*** Opening Dataset content ***

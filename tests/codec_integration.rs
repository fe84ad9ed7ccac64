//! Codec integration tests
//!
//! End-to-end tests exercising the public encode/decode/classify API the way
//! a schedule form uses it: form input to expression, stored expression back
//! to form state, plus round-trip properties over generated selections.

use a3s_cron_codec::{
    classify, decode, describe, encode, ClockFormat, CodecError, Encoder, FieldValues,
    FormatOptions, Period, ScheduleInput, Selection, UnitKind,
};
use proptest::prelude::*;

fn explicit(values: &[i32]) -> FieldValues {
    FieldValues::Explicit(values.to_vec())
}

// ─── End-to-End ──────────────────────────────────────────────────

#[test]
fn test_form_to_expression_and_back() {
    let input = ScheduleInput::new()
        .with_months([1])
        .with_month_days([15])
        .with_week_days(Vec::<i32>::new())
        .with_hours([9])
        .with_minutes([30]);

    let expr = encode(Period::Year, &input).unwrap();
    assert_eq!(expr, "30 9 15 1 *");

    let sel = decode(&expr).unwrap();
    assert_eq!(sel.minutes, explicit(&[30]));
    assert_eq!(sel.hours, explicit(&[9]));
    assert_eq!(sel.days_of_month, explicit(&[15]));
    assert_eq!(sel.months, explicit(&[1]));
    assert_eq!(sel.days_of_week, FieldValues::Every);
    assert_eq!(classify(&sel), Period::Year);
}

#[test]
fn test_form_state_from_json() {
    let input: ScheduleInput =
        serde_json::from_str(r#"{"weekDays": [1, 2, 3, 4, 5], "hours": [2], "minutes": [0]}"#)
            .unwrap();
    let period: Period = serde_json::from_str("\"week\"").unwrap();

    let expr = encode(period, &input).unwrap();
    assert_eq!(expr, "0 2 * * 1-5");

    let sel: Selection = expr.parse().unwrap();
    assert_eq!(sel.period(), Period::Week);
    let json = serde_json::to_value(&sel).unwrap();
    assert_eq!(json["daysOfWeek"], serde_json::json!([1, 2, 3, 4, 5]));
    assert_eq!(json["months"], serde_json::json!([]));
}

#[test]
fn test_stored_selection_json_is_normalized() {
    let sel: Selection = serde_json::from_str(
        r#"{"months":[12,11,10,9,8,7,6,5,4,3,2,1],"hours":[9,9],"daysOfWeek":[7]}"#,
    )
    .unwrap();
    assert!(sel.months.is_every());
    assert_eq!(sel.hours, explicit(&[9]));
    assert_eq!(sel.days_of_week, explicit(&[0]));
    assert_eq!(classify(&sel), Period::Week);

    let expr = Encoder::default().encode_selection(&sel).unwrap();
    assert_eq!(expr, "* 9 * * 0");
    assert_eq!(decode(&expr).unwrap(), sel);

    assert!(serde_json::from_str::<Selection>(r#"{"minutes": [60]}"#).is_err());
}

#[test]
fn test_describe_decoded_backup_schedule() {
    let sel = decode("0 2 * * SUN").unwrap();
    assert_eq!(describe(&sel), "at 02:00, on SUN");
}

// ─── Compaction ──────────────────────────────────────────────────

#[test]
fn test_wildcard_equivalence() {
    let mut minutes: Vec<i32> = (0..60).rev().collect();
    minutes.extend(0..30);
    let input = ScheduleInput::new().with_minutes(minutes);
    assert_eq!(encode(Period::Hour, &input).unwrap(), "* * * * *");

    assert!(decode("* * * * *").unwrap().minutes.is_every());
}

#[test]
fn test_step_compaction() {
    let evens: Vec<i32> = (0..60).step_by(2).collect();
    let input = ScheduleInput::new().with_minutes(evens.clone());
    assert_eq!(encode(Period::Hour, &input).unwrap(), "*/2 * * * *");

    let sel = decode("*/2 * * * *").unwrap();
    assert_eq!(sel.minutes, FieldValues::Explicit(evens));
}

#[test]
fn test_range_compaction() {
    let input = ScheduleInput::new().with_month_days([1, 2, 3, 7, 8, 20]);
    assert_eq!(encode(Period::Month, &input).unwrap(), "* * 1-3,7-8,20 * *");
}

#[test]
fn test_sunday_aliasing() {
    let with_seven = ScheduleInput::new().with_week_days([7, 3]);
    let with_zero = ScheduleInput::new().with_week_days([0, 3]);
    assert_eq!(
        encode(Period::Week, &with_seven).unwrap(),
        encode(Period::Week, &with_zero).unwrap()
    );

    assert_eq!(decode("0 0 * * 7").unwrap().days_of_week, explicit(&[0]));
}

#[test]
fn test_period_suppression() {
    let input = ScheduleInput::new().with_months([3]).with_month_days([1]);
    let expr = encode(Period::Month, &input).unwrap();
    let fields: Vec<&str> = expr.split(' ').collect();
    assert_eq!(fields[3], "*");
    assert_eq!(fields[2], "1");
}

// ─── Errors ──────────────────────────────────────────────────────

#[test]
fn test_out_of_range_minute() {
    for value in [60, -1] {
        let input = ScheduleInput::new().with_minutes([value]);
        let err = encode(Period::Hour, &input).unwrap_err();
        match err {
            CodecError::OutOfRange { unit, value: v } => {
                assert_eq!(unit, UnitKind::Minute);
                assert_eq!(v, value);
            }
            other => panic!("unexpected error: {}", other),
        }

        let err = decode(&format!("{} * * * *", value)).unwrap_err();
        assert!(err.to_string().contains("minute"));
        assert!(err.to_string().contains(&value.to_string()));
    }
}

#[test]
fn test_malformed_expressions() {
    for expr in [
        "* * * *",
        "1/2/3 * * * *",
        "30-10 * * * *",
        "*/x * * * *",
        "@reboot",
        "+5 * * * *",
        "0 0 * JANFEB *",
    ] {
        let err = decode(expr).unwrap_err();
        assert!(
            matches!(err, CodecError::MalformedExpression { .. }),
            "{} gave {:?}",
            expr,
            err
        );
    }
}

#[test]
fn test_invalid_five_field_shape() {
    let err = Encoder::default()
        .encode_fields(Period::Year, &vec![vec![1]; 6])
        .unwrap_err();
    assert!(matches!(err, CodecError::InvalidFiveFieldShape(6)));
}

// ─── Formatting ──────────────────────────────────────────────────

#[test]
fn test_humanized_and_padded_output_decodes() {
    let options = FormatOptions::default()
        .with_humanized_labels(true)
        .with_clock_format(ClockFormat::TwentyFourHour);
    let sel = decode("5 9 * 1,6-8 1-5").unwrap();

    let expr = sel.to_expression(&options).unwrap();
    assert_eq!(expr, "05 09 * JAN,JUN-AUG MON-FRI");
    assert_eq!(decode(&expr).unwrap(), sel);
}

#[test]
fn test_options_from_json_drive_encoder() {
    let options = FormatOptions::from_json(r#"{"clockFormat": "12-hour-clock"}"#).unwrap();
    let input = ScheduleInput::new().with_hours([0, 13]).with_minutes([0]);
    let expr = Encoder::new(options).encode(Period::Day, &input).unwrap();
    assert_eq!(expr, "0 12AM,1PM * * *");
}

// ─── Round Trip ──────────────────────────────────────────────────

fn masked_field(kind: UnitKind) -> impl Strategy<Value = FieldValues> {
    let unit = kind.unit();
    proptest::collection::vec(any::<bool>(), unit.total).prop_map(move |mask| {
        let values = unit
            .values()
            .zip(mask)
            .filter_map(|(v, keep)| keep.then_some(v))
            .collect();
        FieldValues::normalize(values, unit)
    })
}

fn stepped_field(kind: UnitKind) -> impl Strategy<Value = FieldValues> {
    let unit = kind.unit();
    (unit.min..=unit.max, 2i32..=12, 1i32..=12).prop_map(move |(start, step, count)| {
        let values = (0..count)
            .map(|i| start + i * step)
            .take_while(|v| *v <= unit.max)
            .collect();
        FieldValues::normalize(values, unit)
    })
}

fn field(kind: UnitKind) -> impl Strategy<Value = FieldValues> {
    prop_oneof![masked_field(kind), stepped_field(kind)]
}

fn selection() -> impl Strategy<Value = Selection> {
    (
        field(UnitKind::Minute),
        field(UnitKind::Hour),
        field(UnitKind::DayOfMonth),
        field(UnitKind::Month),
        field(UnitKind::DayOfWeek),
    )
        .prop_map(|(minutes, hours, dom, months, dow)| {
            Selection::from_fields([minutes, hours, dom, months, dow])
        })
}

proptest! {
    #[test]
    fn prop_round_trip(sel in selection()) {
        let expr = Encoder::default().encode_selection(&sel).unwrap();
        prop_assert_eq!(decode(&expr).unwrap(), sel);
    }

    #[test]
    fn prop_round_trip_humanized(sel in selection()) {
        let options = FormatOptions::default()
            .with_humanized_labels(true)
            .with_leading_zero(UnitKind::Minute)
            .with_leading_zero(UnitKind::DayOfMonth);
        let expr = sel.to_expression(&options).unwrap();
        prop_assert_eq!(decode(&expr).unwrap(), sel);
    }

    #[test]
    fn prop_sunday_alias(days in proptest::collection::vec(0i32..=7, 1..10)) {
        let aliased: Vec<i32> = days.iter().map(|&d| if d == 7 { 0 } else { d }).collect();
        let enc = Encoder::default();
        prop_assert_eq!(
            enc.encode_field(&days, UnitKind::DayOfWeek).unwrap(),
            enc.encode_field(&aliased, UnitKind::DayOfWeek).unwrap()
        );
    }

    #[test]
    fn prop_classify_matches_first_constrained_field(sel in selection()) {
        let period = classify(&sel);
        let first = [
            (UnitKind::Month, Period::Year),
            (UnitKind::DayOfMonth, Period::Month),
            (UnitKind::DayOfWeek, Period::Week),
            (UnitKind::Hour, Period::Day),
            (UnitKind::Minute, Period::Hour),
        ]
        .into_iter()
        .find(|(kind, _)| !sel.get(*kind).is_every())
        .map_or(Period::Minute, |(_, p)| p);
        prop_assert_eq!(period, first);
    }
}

*** Closing Dataset content ***

Your response should contain each line of the listing in which the word "Year" occurs.

    let expr = encode(Period::Year, &input).unwrap();
    assert_eq!(classify(&sel), Period::Year);
        .encode_fields(Period::Year, &vec![vec![1]; 6])
            (UnitKind::Month, Period::Year),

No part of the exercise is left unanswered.